[Collected data]
*** Block opens ***
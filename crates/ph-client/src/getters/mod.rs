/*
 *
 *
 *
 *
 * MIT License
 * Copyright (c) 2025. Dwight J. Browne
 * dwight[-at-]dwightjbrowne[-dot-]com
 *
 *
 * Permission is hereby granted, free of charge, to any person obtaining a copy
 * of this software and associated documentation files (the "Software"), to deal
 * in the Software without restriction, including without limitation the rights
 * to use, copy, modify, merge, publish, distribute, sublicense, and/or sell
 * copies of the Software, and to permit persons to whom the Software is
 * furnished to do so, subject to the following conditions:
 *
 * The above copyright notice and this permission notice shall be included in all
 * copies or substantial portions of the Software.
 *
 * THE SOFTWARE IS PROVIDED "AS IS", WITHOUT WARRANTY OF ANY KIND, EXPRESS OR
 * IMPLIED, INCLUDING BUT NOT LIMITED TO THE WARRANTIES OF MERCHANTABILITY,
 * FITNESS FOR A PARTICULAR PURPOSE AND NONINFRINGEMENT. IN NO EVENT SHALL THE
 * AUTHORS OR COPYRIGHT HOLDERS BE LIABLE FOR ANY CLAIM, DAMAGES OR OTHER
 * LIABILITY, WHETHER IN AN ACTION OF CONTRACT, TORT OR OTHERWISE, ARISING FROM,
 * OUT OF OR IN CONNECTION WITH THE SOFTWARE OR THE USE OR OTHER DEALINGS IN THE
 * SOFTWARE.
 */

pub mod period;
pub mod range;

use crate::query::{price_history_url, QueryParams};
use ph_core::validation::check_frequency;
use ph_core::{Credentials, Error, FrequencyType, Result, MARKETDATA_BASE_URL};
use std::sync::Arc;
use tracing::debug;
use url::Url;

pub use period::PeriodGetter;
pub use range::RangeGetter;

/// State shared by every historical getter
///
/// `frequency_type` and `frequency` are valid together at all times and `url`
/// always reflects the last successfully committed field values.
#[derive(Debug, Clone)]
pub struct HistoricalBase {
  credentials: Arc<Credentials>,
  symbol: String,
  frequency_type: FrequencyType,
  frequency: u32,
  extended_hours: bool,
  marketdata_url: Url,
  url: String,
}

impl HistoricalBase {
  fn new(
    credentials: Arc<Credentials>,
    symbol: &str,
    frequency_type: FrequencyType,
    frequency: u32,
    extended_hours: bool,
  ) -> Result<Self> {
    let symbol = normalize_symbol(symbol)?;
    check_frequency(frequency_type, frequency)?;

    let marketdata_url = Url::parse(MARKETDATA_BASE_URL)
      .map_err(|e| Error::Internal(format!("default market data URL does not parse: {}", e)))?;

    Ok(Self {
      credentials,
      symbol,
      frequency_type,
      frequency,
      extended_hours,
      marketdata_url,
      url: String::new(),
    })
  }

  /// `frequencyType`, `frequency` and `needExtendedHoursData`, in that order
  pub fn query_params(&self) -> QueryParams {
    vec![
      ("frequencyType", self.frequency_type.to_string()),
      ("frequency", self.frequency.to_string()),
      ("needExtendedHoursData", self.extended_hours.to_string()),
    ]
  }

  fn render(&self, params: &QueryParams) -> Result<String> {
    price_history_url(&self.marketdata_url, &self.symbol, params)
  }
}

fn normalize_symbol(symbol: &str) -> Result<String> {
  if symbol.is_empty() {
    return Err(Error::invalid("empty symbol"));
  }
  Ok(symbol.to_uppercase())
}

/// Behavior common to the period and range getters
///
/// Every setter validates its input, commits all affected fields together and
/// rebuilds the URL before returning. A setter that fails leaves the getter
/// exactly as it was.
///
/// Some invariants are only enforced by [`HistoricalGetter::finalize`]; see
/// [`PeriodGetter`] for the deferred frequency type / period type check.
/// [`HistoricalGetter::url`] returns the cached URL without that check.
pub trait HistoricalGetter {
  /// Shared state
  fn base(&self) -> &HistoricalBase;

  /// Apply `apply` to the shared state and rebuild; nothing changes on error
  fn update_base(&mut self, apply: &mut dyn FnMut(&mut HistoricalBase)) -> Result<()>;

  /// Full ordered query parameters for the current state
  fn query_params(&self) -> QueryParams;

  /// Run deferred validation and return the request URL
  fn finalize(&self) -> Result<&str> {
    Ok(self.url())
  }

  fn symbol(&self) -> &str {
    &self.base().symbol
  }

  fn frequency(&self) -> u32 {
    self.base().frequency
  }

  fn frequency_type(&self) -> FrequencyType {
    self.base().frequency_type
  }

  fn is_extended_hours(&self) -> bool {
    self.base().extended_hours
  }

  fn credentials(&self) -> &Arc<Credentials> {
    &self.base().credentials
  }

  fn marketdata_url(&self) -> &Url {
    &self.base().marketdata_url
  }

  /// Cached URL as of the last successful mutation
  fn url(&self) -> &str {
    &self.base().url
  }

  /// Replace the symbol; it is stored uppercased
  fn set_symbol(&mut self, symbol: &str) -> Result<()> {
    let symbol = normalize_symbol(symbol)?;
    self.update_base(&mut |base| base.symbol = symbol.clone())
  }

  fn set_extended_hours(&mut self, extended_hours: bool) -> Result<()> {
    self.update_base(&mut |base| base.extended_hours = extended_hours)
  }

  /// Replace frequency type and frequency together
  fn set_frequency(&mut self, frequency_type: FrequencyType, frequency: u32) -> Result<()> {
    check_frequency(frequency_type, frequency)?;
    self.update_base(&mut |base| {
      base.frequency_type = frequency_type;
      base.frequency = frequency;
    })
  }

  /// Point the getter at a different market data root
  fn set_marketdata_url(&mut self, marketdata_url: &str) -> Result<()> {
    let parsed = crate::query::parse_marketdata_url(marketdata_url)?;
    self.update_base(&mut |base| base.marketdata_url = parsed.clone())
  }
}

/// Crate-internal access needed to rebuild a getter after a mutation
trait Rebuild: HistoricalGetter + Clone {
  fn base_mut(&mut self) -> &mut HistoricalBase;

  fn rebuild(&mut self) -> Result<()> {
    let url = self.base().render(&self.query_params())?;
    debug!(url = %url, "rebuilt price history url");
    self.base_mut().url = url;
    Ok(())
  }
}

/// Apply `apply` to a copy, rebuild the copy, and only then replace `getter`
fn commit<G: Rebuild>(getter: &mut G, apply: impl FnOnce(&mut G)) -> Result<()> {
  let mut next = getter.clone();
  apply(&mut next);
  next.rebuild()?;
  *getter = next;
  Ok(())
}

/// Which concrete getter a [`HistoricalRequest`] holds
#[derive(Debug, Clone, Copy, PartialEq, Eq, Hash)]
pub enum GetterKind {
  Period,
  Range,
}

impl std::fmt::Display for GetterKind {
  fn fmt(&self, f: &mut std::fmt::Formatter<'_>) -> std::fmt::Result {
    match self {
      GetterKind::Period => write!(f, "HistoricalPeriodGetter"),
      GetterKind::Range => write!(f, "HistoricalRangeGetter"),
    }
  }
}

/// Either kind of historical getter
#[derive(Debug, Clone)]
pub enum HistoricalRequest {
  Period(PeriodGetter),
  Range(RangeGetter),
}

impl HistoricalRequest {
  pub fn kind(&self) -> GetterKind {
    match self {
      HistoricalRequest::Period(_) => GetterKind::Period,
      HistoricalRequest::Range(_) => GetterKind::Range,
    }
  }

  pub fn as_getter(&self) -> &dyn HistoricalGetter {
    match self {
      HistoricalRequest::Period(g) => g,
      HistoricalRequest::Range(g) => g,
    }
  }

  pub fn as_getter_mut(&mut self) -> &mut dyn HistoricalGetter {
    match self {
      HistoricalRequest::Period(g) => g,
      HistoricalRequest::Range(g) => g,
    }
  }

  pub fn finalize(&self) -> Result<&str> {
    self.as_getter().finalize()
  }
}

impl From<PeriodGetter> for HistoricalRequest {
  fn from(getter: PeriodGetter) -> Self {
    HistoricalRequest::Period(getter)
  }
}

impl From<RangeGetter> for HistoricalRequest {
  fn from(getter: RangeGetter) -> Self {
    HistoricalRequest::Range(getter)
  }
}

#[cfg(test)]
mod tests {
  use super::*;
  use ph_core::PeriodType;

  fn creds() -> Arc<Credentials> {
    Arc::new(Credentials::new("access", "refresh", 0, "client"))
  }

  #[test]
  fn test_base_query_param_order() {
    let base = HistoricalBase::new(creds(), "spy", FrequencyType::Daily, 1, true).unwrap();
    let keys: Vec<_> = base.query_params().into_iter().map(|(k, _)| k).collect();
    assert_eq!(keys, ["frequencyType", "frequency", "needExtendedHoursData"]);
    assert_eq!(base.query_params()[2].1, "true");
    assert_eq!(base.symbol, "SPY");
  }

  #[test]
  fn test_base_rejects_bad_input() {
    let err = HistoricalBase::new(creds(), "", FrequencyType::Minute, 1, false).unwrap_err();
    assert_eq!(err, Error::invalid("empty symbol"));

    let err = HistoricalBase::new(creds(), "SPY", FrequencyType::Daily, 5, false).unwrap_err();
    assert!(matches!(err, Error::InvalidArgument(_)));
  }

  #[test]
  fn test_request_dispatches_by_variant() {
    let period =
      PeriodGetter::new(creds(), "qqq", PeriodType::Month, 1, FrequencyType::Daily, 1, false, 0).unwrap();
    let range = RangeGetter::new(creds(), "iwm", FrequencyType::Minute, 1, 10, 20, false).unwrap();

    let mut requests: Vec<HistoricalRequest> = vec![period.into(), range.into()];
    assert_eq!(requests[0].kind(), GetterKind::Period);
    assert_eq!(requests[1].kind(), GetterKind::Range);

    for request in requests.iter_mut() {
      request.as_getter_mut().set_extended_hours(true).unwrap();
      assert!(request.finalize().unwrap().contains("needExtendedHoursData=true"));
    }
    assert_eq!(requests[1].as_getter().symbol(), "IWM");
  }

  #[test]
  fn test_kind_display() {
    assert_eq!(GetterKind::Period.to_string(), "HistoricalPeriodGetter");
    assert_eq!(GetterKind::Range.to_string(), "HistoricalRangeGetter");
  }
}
*** Block closes ***
> **Description of the task**
Some lines above hold the word "this". Copy all of them.

> **Task result**
 * of this software and associated documentation files (the "Software"), to deal
 * The above copyright notice and this permission notice shall be included in all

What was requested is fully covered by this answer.